* [TASK OBJECTIVE]: Using the data below, return all lines in which "RenderEnv" appears.

* [RECORDS TO USE]:
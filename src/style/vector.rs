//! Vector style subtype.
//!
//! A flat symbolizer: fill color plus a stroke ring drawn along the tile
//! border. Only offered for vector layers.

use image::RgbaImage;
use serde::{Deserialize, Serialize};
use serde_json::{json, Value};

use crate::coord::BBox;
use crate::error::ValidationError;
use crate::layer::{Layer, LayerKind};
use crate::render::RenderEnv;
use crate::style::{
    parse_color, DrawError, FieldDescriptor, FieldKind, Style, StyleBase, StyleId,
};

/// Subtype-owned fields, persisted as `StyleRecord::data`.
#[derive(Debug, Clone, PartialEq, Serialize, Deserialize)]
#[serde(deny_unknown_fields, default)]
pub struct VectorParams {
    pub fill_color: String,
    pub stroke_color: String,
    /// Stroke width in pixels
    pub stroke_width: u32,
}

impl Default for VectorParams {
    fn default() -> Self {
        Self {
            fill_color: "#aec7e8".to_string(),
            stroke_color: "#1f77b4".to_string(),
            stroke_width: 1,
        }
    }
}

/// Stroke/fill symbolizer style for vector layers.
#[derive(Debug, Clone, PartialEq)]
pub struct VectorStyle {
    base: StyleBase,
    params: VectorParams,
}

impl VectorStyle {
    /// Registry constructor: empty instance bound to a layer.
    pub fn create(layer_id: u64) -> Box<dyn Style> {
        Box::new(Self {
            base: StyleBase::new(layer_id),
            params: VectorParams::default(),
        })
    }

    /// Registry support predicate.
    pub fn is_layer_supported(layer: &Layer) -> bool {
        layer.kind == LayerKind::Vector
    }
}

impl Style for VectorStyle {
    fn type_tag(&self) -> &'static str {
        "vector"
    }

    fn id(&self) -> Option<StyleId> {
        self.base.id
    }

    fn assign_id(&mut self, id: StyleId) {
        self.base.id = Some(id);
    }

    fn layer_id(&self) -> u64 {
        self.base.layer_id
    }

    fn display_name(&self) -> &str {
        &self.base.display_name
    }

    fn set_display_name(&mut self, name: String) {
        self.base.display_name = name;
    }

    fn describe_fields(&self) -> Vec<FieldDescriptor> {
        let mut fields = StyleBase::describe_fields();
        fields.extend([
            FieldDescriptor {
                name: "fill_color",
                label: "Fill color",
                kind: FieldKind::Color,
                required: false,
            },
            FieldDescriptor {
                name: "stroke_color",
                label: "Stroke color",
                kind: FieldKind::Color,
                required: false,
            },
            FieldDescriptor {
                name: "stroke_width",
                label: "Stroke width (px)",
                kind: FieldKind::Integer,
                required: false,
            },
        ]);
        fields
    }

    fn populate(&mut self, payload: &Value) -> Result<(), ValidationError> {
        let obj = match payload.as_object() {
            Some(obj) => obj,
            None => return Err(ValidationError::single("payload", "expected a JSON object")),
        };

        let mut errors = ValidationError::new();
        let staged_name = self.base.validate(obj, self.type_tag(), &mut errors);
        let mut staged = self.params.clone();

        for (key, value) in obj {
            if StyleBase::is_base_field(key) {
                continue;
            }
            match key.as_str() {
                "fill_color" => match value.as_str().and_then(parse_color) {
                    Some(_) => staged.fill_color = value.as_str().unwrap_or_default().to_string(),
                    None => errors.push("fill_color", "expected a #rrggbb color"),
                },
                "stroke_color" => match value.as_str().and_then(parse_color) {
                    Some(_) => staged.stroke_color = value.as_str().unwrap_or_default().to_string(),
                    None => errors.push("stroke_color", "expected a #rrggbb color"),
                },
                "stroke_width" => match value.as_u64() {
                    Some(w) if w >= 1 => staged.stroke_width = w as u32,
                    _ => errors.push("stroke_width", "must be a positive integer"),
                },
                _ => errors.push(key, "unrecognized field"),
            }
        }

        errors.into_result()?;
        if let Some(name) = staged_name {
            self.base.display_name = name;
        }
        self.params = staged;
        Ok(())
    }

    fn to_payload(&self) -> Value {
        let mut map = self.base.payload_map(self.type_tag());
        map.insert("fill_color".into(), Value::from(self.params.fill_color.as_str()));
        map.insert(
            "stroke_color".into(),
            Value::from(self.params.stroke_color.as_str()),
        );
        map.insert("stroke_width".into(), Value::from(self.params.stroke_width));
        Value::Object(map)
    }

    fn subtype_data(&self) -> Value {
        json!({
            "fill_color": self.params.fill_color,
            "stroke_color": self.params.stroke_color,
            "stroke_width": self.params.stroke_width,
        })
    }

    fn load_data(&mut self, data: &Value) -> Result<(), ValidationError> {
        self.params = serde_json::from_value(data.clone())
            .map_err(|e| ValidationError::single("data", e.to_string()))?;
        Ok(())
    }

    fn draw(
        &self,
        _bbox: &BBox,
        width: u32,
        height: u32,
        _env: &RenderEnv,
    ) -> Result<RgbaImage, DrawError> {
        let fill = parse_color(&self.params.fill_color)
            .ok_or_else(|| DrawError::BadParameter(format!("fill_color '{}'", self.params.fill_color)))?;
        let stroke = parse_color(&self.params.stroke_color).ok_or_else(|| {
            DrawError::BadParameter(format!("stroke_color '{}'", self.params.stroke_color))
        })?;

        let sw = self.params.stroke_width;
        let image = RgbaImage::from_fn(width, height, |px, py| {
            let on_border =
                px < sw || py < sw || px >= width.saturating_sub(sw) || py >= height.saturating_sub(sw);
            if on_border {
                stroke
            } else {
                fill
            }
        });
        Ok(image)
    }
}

...

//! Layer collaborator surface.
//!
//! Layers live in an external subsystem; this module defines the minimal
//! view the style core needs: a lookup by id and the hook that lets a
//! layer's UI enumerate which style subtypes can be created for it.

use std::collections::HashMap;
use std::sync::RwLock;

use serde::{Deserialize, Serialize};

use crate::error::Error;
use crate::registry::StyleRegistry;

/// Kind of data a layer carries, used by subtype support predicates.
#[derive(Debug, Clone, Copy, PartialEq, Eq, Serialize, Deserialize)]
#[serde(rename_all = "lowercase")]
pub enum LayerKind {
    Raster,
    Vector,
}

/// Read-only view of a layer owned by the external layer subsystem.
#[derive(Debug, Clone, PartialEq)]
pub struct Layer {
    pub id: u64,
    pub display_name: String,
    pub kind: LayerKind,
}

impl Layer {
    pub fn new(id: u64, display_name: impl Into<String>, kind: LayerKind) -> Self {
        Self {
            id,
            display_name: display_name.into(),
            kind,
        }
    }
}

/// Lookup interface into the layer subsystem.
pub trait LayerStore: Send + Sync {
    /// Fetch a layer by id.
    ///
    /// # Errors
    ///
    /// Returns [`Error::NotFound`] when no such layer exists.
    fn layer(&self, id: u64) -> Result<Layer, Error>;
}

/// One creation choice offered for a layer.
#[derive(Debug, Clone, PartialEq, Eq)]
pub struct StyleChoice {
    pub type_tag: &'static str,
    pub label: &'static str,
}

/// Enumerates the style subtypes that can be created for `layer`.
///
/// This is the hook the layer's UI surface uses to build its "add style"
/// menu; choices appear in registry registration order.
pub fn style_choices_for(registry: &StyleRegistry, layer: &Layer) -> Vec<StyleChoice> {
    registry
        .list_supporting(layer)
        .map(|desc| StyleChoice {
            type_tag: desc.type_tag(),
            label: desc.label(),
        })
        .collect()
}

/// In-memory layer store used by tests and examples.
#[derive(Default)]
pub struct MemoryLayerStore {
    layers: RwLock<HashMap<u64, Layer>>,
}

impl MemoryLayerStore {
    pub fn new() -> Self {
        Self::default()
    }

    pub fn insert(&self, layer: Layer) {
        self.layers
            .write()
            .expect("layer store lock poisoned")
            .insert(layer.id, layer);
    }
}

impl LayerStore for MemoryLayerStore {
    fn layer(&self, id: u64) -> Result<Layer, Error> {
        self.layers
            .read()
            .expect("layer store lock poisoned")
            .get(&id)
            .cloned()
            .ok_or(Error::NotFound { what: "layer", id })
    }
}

---

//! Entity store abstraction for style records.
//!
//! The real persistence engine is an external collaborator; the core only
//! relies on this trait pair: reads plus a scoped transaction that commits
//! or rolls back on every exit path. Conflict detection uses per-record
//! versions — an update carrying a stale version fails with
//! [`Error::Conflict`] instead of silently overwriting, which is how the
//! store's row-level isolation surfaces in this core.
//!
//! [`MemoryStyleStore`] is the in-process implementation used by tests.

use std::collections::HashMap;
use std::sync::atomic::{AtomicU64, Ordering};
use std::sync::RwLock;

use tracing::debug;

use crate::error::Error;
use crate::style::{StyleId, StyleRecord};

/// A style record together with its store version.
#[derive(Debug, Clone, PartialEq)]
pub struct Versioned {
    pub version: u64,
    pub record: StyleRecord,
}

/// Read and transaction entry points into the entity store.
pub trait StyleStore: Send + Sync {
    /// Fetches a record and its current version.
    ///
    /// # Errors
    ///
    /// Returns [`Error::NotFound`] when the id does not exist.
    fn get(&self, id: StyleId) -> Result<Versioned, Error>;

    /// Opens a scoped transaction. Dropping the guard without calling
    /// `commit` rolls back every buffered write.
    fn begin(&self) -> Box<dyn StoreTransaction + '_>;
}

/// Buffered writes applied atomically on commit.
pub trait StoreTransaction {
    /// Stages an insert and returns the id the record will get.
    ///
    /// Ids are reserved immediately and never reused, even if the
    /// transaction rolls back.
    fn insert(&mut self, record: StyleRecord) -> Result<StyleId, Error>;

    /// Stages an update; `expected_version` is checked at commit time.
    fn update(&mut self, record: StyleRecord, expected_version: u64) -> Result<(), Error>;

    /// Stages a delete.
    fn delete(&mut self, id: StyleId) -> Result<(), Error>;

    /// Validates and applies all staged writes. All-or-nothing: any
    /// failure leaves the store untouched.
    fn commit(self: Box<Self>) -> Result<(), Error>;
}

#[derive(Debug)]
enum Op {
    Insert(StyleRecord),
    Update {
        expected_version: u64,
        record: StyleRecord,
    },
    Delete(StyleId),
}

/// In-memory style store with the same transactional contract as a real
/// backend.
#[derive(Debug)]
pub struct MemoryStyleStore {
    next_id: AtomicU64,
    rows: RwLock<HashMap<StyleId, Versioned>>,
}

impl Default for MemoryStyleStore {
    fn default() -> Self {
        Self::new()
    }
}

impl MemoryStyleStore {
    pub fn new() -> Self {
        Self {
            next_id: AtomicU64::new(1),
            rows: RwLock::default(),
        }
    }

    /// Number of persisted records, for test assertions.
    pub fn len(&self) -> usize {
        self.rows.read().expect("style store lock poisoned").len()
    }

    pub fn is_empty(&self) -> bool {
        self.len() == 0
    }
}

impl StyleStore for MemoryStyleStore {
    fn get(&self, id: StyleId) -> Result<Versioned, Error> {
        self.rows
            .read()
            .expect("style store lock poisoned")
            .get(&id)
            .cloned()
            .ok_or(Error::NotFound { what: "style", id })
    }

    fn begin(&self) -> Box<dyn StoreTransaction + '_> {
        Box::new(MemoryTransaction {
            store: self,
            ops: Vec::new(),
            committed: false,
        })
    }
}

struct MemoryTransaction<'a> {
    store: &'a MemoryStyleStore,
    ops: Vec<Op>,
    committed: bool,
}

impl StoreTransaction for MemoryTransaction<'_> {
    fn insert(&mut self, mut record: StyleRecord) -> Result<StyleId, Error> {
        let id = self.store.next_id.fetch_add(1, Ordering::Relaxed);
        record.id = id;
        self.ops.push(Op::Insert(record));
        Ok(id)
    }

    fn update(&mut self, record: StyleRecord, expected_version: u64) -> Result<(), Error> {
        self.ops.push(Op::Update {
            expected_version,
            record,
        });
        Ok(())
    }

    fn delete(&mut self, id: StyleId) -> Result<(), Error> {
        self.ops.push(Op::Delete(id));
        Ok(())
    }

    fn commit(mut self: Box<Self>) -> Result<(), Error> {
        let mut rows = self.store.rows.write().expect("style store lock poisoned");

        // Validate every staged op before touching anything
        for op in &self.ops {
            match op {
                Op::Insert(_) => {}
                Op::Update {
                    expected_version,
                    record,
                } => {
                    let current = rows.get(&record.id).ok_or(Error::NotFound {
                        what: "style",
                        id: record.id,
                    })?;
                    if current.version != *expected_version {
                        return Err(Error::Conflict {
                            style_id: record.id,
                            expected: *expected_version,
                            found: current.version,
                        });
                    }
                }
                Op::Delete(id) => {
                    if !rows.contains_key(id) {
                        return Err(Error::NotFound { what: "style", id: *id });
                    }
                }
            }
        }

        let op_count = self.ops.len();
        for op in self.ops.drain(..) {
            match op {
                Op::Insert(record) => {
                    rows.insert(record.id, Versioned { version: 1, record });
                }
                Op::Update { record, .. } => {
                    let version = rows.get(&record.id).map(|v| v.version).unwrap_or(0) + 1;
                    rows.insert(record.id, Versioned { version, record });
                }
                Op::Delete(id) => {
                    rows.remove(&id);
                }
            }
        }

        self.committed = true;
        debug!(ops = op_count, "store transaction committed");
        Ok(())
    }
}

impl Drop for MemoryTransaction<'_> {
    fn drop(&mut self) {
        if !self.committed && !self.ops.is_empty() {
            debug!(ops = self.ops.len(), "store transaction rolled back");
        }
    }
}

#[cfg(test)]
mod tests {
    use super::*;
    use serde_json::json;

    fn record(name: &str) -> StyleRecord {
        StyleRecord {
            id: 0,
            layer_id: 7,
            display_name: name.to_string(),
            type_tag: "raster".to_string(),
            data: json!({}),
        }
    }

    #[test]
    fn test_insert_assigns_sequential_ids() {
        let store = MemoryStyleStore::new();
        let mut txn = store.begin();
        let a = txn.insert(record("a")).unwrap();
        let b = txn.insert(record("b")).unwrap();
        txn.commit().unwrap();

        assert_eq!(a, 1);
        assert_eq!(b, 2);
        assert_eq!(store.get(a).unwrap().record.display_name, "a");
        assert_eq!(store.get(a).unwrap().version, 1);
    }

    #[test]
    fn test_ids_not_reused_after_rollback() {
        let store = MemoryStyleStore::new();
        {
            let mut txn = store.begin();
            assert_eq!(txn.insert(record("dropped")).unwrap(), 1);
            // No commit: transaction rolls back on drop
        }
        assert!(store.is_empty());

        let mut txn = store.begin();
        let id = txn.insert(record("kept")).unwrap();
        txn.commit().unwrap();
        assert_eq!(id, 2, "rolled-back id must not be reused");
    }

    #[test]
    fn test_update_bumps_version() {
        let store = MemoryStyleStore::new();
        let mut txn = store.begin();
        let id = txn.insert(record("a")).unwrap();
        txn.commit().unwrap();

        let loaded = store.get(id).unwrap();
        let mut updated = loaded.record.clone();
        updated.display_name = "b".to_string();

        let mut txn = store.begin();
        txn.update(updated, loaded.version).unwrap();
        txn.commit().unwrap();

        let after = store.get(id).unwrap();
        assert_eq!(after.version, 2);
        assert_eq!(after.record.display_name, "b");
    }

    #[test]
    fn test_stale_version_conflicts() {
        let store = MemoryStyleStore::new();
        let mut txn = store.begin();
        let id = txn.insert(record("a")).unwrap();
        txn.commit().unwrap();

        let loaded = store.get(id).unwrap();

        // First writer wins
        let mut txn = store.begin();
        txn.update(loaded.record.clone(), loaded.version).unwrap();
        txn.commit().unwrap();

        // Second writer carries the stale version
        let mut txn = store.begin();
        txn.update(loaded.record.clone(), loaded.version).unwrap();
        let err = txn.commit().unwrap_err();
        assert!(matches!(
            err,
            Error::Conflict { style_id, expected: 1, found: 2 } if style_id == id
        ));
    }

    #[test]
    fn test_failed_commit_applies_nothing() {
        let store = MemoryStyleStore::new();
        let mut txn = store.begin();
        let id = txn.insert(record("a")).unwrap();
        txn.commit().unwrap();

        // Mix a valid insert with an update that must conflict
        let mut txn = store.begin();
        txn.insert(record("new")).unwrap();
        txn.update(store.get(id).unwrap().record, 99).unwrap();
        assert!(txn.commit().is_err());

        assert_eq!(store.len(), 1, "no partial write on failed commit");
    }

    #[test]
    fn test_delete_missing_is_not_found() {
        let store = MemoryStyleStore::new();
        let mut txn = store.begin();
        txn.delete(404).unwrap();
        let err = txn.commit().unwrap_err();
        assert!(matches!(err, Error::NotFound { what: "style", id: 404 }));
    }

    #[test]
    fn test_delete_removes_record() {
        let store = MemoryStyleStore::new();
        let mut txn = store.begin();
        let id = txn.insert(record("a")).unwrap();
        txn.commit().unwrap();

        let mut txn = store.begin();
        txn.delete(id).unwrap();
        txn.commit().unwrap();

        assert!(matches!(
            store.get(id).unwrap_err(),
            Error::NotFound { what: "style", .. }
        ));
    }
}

* [RESPONSE BOX]:
use crate::render::RenderEnv;
        _env: &RenderEnv,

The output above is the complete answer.